Bakın, hakkında yaygara kopartılan şaibeli oy sayısı 45 - 50 bin filan değil.

Sözü edilen oy farkı 1 milyon 300 bin.

Ne kadar hilekar olursa olsun, bir iktidar partisinin bu kadar kör gözüm parmağına madrabazlık yapma ihtimali hiç de sanıldığı kadar yüksek değil.

Ters gelecek bir şey daha söyleyeyim:

Olacağı yok ya, diyelim YSK veya AYM bu referandumu geçersiz ilan etti.

Tekrar yapılsın dedi.

Siz sanıyor musunuz ki, Hayır oyları 'tekrar'da galip gelecek?

Tam tersine, böyle bir 'kurumsal şok' üzerinden yapılacak komplo propagandası ile, oyunu Hayır'a kaydırmış olan ne kadar AKP'li ve milliyetçi muhafazakar varsa, olduğu gibi Evet'e dönecektir.

O zaman, en az % 55 oy oranı ile, bu kez daha sağlam bir Erdoğan zaferine tanıklık ederiz.

Bundan adım gibi eminim.

Peki, ne demek istiyorum?

Şunu:

Bu referandum ta baştan yaptırılmamalıydı.

Engellenmesi için anamuhalefet elindeki tüm demokratik direniş olanaklarını sonuna kadar kullanmalıydı.

Erdoğan'ın Ağustos 2014'ten itibaren hızlandırdığı iktidara şahsen el koyma oyununun kurgusu bozulabilirdi ve bozulmalıydı.

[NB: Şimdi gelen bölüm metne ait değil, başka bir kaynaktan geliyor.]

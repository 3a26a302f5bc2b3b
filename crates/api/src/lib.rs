//! HTTP API for the blood and organ bank.
//!
//! Exposes registration, donation recording, request intake, fulfillment and
//! read-only reports over JSON, with request tracing and Prometheus metrics.

pub mod config;
pub mod error;
pub mod routes;

use std::sync::Arc;

use axum::Router;
use axum::routing::{get, post};
use catalog::CatalogStore;
use metrics_exporter_prometheus::PrometheusHandle;
use tower_http::cors::{Any, CorsLayer};
use tower_http::trace::TraceLayer;

pub use routes::AppState;

/// Builds the router over a fully wired [`AppState`].
pub fn create_app<S: CatalogStore + 'static>(
    state: Arc<AppState<S>>,
    metrics_handle: PrometheusHandle,
) -> Router {
    let metrics_router = Router::new()
        .route("/metrics", get(routes::metrics::get))
        .with_state(metrics_handle);

    let api = Router::new()
        .route(
            "/donors",
            get(routes::donors::list::<S>).post(routes::donors::create::<S>),
        )
        .route("/recipients", post(routes::recipients::create::<S>))
        .route("/hospitals", post(routes::hospitals::create::<S>))
        .route("/donations", post(routes::donations::create::<S>))
        .route("/donations/stats", get(routes::donations::stats::<S>))
        .route("/requests", post(routes::requests::create::<S>))
        .route("/requests/pending", get(routes::requests::pending::<S>))
        .route("/requests/fulfill", post(routes::requests::fulfill::<S>))
        .route("/inventory", get(routes::inventory::list::<S>))
        .route(
            "/staff",
            get(routes::staff::list::<S>).post(routes::staff::create::<S>),
        )
        .route("/login", post(routes::staff::login::<S>));

    Router::new()
        .route("/health", get(routes::health::check))
        .nest("/api", api)
        .with_state(state)
        .merge(metrics_router)
        .layer(
            CorsLayer::new()
                .allow_origin(Any)
                .allow_methods(Any)
                .allow_headers(Any),
        )
        .layer(TraceLayer::new_for_http())
}

/// Registers descriptions for every metric the services emit.
pub fn describe_metrics() {
    metrics::describe_counter!(
        "donations_recorded_total",
        "Donations committed, labelled by type"
    );
    metrics::describe_counter!(
        "requests_submitted_total",
        "Requests filed, labelled by type"
    );
    metrics::describe_counter!("fulfillments_total", "Requests fulfilled");
    metrics::describe_counter!(
        "fulfillments_rejected_total",
        "Fulfillment attempts rejected, labelled by reason"
    );
    metrics::describe_histogram!(
        "fulfillment_duration_seconds",
        metrics::Unit::Seconds,
        "Time spent in a fulfillment attempt"
    );
}
use async_trait::async_trait;
use chrono::{DateTime, Utc};
use common::{DonorId, HospitalId, RecipientId, RequestId, StaffId};

use crate::{
    Category, CatalogError, Donation, Donor, Hospital, InventoryLevel, Ledger, NewDonation,
    NewDonor, NewHospital, NewRecipient, NewRequest, NewStaff, PendingRequest, Recipient, Request,
    Result, Staff,
};

/// A scoped unit of work against the catalog.
///
/// Everything done through a transaction becomes visible to other callers
/// only when [`CatalogTx::commit`] succeeds. Dropping a transaction without
/// committing rolls it back, so early returns via `?` never leave partial
/// writes behind.
#[async_trait]
pub trait CatalogTx: Send {
    /// Loads a donor inside the transaction.
    async fn get_donor(&mut self, id: DonorId) -> Result<Option<Donor>>;

    /// Returns true if a staff row with this ID exists.
    async fn staff_exists(&mut self, id: StaffId) -> Result<bool>;

    /// Loads a request and holds it against concurrent writers until the
    /// transaction ends.
    async fn lock_request(&mut self, id: RequestId) -> Result<Option<Request>>;

    /// Appends a donation row.
    async fn insert_donation(&mut self, donation: NewDonation) -> Result<Donation>;

    /// Increases the stock of `category` by `amount`, creating the category
    /// if absent. Returns the new quantity.
    async fn credit(&mut self, category: &Category, amount: u32) -> Result<u64>;

    /// Decreases the stock of `category` by `amount` if at least that much is
    /// available. Returns the new quantity, or
    /// [`CatalogError::InsufficientStock`] with the ledger unchanged.
    async fn debit(&mut self, category: &Category, amount: u32) -> Result<u64>;

    /// Moves a `Pending` request to `Fulfilled`. Returns `None` when the
    /// request is missing or no longer pending.
    async fn mark_fulfilled(
        &mut self,
        id: RequestId,
        staff_id: StaffId,
        at: DateTime<Utc>,
    ) -> Result<Option<Request>>;

    /// Makes every write of this transaction durable and visible.
    async fn commit(self) -> Result<()>;
}

/// Core trait for catalog store implementations.
///
/// Single-row inserts and reads run in their own implicit transaction.
/// Anything that must change several rows atomically goes through
/// [`CatalogStore::begin`]. All implementations must be thread-safe.
#[async_trait]
pub trait CatalogStore: Send + Sync {
    type Tx: CatalogTx;

    /// Opens a new transaction.
    async fn begin(&self) -> Result<Self::Tx>;

    async fn insert_donor(&self, donor: NewDonor) -> Result<Donor>;

    async fn insert_recipient(&self, recipient: NewRecipient) -> Result<Recipient>;

    async fn insert_hospital(&self, hospital: NewHospital) -> Result<Hospital>;

    /// Inserts a staff row. Fails with [`CatalogError::Duplicate`] when the
    /// username or email is already taken.
    async fn insert_staff(&self, staff: NewStaff) -> Result<Staff>;

    /// Inserts a request in `Pending` state. Fails with
    /// [`CatalogError::MissingReference`] when the requestor does not exist.
    async fn insert_request(&self, request: NewRequest) -> Result<Request>;

    async fn get_donor(&self, id: DonorId) -> Result<Option<Donor>>;

    async fn get_recipient(&self, id: RecipientId) -> Result<Option<Recipient>>;

    async fn get_hospital(&self, id: HospitalId) -> Result<Option<Hospital>>;

    async fn get_staff(&self, id: StaffId) -> Result<Option<Staff>>;

    async fn get_staff_by_username(&self, username: &str) -> Result<Option<Staff>>;

    async fn get_request(&self, id: RequestId) -> Result<Option<Request>>;

    /// All donors, newest first.
    async fn list_donors(&self) -> Result<Vec<Donor>>;

    /// All staff, newest first.
    async fn list_staff(&self) -> Result<Vec<Staff>>;

    /// All donations in insertion order.
    async fn list_donations(&self) -> Result<Vec<Donation>>;

    /// Donations made by one donor in insertion order.
    async fn donations_for_donor(&self, donor_id: DonorId) -> Result<Vec<Donation>>;

    /// Pending requests ordered by request date, then ID.
    async fn list_pending_requests(&self) -> Result<Vec<PendingRequest>>;

    /// Every row of one inventory ledger, ordered by key.
    async fn inventory(&self, ledger: Ledger) -> Result<Vec<InventoryLevel>>;

    /// Current stock of a category; zero if the category was never credited.
    async fn stock_level(&self, category: &Category) -> Result<u64>;
}

/// Extension trait exposing the ledger operations as standalone atomic calls.
#[async_trait]
pub trait CatalogStoreExt: CatalogStore {
    /// Credits a category in a transaction of its own.
    async fn credit(&self, category: &Category, amount: u32) -> Result<u64> {
        let mut tx = self.begin().await?;
        let quantity = tx.credit(category, amount).await?;
        tx.commit().await?;
        Ok(quantity)
    }

    /// Debits a category in a transaction of its own.
    async fn debit(&self, category: &Category, amount: u32) -> Result<u64> {
        let mut tx = self.begin().await?;
        let quantity = tx.debit(category, amount).await?;
        tx.commit().await?;
        Ok(quantity)
    }
}

// Blanket implementation for all CatalogStore implementations
impl<T: CatalogStore + ?Sized> CatalogStoreExt for T {}

/// Rejects zero amounts before any ledger row is touched.
pub fn validate_amount(amount: u32) -> Result<()> {
    if amount == 0 {
        return Err(CatalogError::InvalidAmount(amount));
    }
    Ok(())
}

Bu referandumun özü ve amacı belliydi:

Türkiye'nin 1946'dan bu yana iyi-kötü işleyen, daha iyiye hep açık kalmış parlamenter sistemini bir daha geri dönüşü olmayacak şekilde alaşağı etmek.

Bu, Cumhuriyet tarihinde eşine rastlanmamış bir sivil karşı darbe durumunu ifade ediyordu ve mevcut siyasi koşullar, böyle bir olağandışı hamleye aynı ölçüde olağandışı hamleyle cevap verilmesini şart kılıyordu.

Erdoğan'ın oyununu bozmanın tek yolu derhal Anayasa Komisyonu'ndan çekilmek, ve CHP olarak topluca TBMM'den istifa ederek erken seçimin yolunu açmaktı.

Bu hamleye büyük olasılıkla HDP de - zaten mağdurdu - katılabilecekti.

Ama CHP için bu elbette ki kendi çıkar ve ayrıcalıklarına aykırı bir durumdu. Onlar için sine-i millet arada sırada raftan çıkarılan bir süslü sözden ibaretti. TBMM konforlu bir mekandı.

Sonunda ne oldu?

Erdoğan'ın senaryosuna tıpış tıpış uyuldu.

HDP'ye uzak duruldu.

Muhalefetmiş gibi yapılıp hayır oylarının üstün çıkması umuldu.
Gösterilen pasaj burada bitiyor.